Assignment: Using the word "Category" as the filter, copy each matching line from the records.

Given data:
□ □ □

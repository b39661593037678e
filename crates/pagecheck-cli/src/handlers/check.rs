//! Handler for `pagecheck check`

use crate::commands::{CheckArgs, DriverArg};
use crate::error::{CliError, CliResult};
use crate::output::OutputFormat;
use pagecheck::{
    run_isolated, run_session, Category, DriverFactory, EngineConfig, PageSource, QaEngine,
    StaticDriver, StaticFactory, TestReport,
};
use std::path::Path;
use tracing::{debug, info};

/// Interpret the SOURCE argument: an existing file is read as inline HTML,
/// anything else goes through [`PageSource::from_input`]
pub fn resolve_source(input: &str) -> CliResult<PageSource> {
    let path = Path::new(input);
    if !input.trim_start().starts_with('<') && path.is_file() {
        debug!(path = %path.display(), "reading source file");
        return Ok(PageSource::Html(std::fs::read_to_string(path)?));
    }
    Ok(PageSource::from_input(input))
}

/// Engine configuration for the arguments.
///
/// Without `--config` the static driver gets the no-wait profile and the
/// Chromium driver the defaults.
pub fn engine_config(args: &CheckArgs) -> CliResult<EngineConfig> {
    let mut config = match (&args.config, args.driver) {
        (Some(path), _) => EngineConfig::from_yaml_file(path)?,
        (None, DriverArg::Static) => EngineConfig::immediate(),
        (None, DriverArg::Chromium) => EngineConfig::default(),
    };
    if !args.categories.is_empty() {
        let categories: Vec<Category> = args.categories.iter().copied().map(Into::into).collect();
        config = config.with_categories(categories);
    }
    if args.no_network {
        config = config.with_check_destinations(false);
    }
    if args.no_click_links {
        config = config.with_click_links(false);
    }
    Ok(config)
}

/// Engine with a network probe unless destination checks are off
#[must_use]
pub fn build_engine(config: EngineConfig) -> QaEngine {
    let probing = config.check_destinations;
    let engine = QaEngine::new(config);
    if probing {
        engine.with_http_probe()
    } else {
        engine
    }
}

async fn run_with<F>(
    factory: &F,
    engine: &QaEngine,
    source: &PageSource,
    isolated: bool,
) -> CliResult<TestReport>
where
    F: DriverFactory,
{
    let report = if isolated {
        run_isolated(factory, engine, source).await?
    } else {
        run_session(factory, engine, source).await?
    };
    Ok(report)
}

/// Run the checks described by `args`
pub async fn execute_check(args: &CheckArgs) -> CliResult<TestReport> {
    let source = resolve_source(&args.source)?;
    let engine = build_engine(engine_config(args)?);
    info!(source = %source.describe(), driver = ?args.driver, "starting check");

    match args.driver {
        DriverArg::Static => {
            let mut template = StaticDriver::new();
            if let Some(base) = &args.base_url {
                template = template.with_base_url(base.clone());
            }
            run_with(&StaticFactory::new(template), &engine, &source, args.isolated).await
        }
        #[cfg(feature = "browser")]
        DriverArg::Chromium => {
            let factory = pagecheck::ChromiumFactory::new(pagecheck::BrowserConfig::default());
            run_with(&factory, &engine, &source, args.isolated).await
        }
        #[cfg(not(feature = "browser"))]
        DriverArg::Chromium => Err(CliError::invalid_argument(
            "Chromium driver not enabled. Rebuild with --features browser",
        )),
    }
}

/// Render the report to `output` or stdout
pub fn emit(report: &TestReport, format: OutputFormat, output: Option<&Path>) -> CliResult<()> {
    let rendered = format.render(report)?;
    match output {
        Some(path) => std::fs::write(path, rendered)?,
        None => print!("{rendered}"),
    }
    Ok(())
}

/// Error when defects should fail the process
pub fn defect_gate(report: &TestReport, fail_on_defects: bool) -> CliResult<()> {
    let count = report.summary().failed();
    if fail_on_defects && count > 0 {
        return Err(CliError::Defects { count });
    }
    Ok(())
}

□ □ □

Completed exercise:
    run_isolated, run_session, Category, DriverFactory, EngineConfig, PageSource, QaEngine,
        let categories: Vec<Category> = args.categories.iter().copied().map(Into::into).collect();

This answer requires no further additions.